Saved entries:
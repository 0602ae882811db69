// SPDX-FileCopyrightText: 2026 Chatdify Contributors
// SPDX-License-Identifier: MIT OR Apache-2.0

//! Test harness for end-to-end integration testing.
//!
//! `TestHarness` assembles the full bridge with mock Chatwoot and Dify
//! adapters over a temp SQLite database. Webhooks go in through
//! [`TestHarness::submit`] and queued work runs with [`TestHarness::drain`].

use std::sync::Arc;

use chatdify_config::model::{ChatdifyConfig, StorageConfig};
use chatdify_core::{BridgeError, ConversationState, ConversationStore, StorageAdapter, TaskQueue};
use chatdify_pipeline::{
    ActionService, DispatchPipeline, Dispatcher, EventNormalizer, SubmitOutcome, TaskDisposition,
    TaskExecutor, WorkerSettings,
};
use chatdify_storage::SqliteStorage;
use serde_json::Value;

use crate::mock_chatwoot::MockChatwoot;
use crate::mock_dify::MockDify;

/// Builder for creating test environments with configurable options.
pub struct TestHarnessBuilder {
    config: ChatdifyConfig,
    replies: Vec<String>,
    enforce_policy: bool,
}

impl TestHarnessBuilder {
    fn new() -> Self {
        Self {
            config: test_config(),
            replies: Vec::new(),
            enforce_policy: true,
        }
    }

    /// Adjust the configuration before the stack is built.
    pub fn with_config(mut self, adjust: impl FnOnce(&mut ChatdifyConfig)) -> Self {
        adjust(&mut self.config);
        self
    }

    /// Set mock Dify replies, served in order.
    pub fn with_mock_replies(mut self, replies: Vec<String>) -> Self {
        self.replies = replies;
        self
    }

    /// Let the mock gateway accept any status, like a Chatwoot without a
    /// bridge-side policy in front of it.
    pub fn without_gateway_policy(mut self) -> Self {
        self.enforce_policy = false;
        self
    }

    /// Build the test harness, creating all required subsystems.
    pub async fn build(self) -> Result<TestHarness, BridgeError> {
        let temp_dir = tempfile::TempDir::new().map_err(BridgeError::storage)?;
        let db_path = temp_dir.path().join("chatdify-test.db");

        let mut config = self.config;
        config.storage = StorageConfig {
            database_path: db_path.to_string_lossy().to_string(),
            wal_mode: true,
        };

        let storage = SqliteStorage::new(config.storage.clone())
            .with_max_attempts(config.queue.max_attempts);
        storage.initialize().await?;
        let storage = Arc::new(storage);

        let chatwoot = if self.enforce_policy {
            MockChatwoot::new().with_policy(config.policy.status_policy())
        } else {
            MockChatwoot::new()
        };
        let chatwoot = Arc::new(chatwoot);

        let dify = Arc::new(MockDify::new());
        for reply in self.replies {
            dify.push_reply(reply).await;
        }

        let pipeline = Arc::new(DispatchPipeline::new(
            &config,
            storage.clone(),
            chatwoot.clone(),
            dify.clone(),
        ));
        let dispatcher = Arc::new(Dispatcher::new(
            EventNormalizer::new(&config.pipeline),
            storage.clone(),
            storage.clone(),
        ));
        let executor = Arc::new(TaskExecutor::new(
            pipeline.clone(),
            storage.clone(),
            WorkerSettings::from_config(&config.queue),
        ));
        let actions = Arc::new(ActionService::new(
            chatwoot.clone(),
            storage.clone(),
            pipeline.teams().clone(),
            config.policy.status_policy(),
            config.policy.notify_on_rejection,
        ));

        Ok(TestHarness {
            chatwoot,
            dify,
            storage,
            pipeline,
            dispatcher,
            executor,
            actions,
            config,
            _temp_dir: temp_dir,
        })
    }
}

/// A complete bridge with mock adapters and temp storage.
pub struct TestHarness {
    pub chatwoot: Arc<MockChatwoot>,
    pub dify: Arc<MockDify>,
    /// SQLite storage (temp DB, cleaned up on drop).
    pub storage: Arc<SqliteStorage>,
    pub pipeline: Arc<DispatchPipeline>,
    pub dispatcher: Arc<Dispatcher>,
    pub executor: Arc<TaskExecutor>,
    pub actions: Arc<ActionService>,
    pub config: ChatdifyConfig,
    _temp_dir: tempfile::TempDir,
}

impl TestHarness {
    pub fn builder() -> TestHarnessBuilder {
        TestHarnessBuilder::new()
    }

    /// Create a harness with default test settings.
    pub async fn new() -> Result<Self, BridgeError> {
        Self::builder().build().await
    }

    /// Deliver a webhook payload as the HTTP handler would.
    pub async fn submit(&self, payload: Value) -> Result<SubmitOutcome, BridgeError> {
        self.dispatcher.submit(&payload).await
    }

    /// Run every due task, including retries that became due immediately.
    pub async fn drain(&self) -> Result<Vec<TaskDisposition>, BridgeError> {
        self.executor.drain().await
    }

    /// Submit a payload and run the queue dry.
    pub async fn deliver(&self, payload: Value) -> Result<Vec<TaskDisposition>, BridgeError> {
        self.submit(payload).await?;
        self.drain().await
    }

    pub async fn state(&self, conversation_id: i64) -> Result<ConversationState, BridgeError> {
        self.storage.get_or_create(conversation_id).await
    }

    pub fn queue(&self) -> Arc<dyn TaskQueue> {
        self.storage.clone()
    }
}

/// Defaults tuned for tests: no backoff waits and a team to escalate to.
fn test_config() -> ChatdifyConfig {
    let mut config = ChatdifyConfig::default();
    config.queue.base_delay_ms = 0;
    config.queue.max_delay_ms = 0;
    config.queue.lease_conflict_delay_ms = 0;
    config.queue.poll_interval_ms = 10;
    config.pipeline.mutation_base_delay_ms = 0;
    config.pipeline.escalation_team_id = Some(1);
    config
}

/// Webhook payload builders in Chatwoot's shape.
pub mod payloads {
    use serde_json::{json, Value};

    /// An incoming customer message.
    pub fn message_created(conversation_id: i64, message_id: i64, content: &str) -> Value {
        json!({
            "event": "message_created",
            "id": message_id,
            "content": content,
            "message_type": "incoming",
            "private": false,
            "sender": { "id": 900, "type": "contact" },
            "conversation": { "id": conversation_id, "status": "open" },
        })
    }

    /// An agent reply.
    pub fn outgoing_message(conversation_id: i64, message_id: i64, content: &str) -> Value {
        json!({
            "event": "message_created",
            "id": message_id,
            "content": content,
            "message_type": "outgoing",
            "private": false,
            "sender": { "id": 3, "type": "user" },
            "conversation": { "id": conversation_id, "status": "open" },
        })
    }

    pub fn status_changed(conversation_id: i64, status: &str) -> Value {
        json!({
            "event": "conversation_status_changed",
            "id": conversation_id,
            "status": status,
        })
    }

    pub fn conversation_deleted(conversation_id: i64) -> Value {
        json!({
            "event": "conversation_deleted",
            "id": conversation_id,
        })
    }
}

#### [WHAT THE EXERCISE ASKS]
Give back every entry, unchanged in any way.

#### [THE COMPLETED TASK]
repository 0602ae882811db69
// SPDX-FileCopyrightText: 2026 Chatdify Contributors
// SPDX-License-Identifier: MIT OR Apache-2.0

//! Test harness for end-to-end integration testing.
//!
//! `TestHarness` assembles the full bridge with mock Chatwoot and Dify
//! adapters over a temp SQLite database. Webhooks go in through
//! [`TestHarness::submit`] and queued work runs with [`TestHarness::drain`].

use std::sync::Arc;

use chatdify_config::model::{ChatdifyConfig, StorageConfig};
use chatdify_core::{BridgeError, ConversationState, ConversationStore, StorageAdapter, TaskQueue};
use chatdify_pipeline::{
    ActionService, DispatchPipeline, Dispatcher, EventNormalizer, SubmitOutcome, TaskDisposition,
    TaskExecutor, WorkerSettings,
};
use chatdify_storage::SqliteStorage;
use serde_json::Value;

use crate::mock_chatwoot::MockChatwoot;
use crate::mock_dify::MockDify;

/// Builder for creating test environments with configurable options.
pub struct TestHarnessBuilder {
    config: ChatdifyConfig,
    replies: Vec<String>,
    enforce_policy: bool,
}

impl TestHarnessBuilder {
    fn new() -> Self {
        Self {
            config: test_config(),
            replies: Vec::new(),
            enforce_policy: true,
        }
    }

    /// Adjust the configuration before the stack is built.
    pub fn with_config(mut self, adjust: impl FnOnce(&mut ChatdifyConfig)) -> Self {
        adjust(&mut self.config);
        self
    }

    /// Set mock Dify replies, served in order.
    pub fn with_mock_replies(mut self, replies: Vec<String>) -> Self {
        self.replies = replies;
        self
    }

    /// Let the mock gateway accept any status, like a Chatwoot without a
    /// bridge-side policy in front of it.
    pub fn without_gateway_policy(mut self) -> Self {
        self.enforce_policy = false;
        self
    }

    /// Build the test harness, creating all required subsystems.
    pub async fn build(self) -> Result<TestHarness, BridgeError> {
        let temp_dir = tempfile::TempDir::new().map_err(BridgeError::storage)?;
        let db_path = temp_dir.path().join("chatdify-test.db");

        let mut config = self.config;
        config.storage = StorageConfig {
            database_path: db_path.to_string_lossy().to_string(),
            wal_mode: true,
        };

        let storage = SqliteStorage::new(config.storage.clone())
            .with_max_attempts(config.queue.max_attempts);
        storage.initialize().await?;
        let storage = Arc::new(storage);

        let chatwoot = if self.enforce_policy {
            MockChatwoot::new().with_policy(config.policy.status_policy())
        } else {
            MockChatwoot::new()
        };
        let chatwoot = Arc::new(chatwoot);

        let dify = Arc::new(MockDify::new());
        for reply in self.replies {
            dify.push_reply(reply).await;
        }

        let pipeline = Arc::new(DispatchPipeline::new(
            &config,
            storage.clone(),
            chatwoot.clone(),
            dify.clone(),
        ));
        let dispatcher = Arc::new(Dispatcher::new(
            EventNormalizer::new(&config.pipeline),
            storage.clone(),
            storage.clone(),
        ));
        let executor = Arc::new(TaskExecutor::new(
            pipeline.clone(),
            storage.clone(),
            WorkerSettings::from_config(&config.queue),
        ));
        let actions = Arc::new(ActionService::new(
            chatwoot.clone(),
            storage.clone(),
            pipeline.teams().clone(),
            config.policy.status_policy(),
            config.policy.notify_on_rejection,
        ));

        Ok(TestHarness {
            chatwoot,
            dify,
            storage,
            pipeline,
            dispatcher,
            executor,
            actions,
            config,
            _temp_dir: temp_dir,
        })
    }
}

/// A complete bridge with mock adapters and temp storage.
pub struct TestHarness {
    pub chatwoot: Arc<MockChatwoot>,
    pub dify: Arc<MockDify>,
    /// SQLite storage (temp DB, cleaned up on drop).
    pub storage: Arc<SqliteStorage>,
    pub pipeline: Arc<DispatchPipeline>,
    pub dispatcher: Arc<Dispatcher>,
    pub executor: Arc<TaskExecutor>,
    pub actions: Arc<ActionService>,
    pub config: ChatdifyConfig,
    _temp_dir: tempfile::TempDir,
}

impl TestHarness {
    pub fn builder() -> TestHarnessBuilder {
        TestHarnessBuilder::new()
    }

    /// Create a harness with default test settings.
    pub async fn new() -> Result<Self, BridgeError> {
        Self::builder().build().await
    }

    /// Deliver a webhook payload as the HTTP handler would.
    pub async fn submit(&self, payload: Value) -> Result<SubmitOutcome, BridgeError> {
        self.dispatcher.submit(&payload).await
    }

    /// Run every due task, including retries that became due immediately.
    pub async fn drain(&self) -> Result<Vec<TaskDisposition>, BridgeError> {
        self.executor.drain().await
    }

    /// Submit a payload and run the queue dry.
    pub async fn deliver(&self, payload: Value) -> Result<Vec<TaskDisposition>, BridgeError> {
        self.submit(payload).await?;
        self.drain().await
    }

    pub async fn state(&self, conversation_id: i64) -> Result<ConversationState, BridgeError> {
        self.storage.get_or_create(conversation_id).await
    }

    pub fn queue(&self) -> Arc<dyn TaskQueue> {
        self.storage.clone()
    }
}

/// Defaults tuned for tests: no backoff waits and a team to escalate to.
fn test_config() -> ChatdifyConfig {
    let mut config = ChatdifyConfig::default();
    config.queue.base_delay_ms = 0;
    config.queue.max_delay_ms = 0;
    config.queue.lease_conflict_delay_ms = 0;
    config.queue.poll_interval_ms = 10;
    config.pipeline.mutation_base_delay_ms = 0;
    config.pipeline.escalation_team_id = Some(1);
    config
}

/// Webhook payload builders in Chatwoot's shape.
pub mod payloads {
    use serde_json::{json, Value};

    /// An incoming customer message.
    pub fn message_created(conversation_id: i64, message_id: i64, content: &str) -> Value {
        json!({
            "event": "message_created",
            "id": message_id,
            "content": content,
            "message_type": "incoming",
            "private": false,
            "sender": { "id": 900, "type": "contact" },
            "conversation": { "id": conversation_id, "status": "open" },
        })
    }

    /// An agent reply.
    pub fn outgoing_message(conversation_id: i64, message_id: i64, content: &str) -> Value {
        json!({
            "event": "message_created",
            "id": message_id,
            "content": content,
            "message_type": "outgoing",
            "private": false,
            "sender": { "id": 3, "type": "user" },
            "conversation": { "id": conversation_id, "status": "open" },
        })
    }

    pub fn status_changed(conversation_id: i64, status: &str) -> Value {
        json!({
            "event": "conversation_status_changed",
            "id": conversation_id,
            "status": status,
        })
    }

    pub fn conversation_deleted(conversation_id: i64) -> Value {
        json!({
            "event": "conversation_deleted",
            "id": conversation_id,
        })
    }
}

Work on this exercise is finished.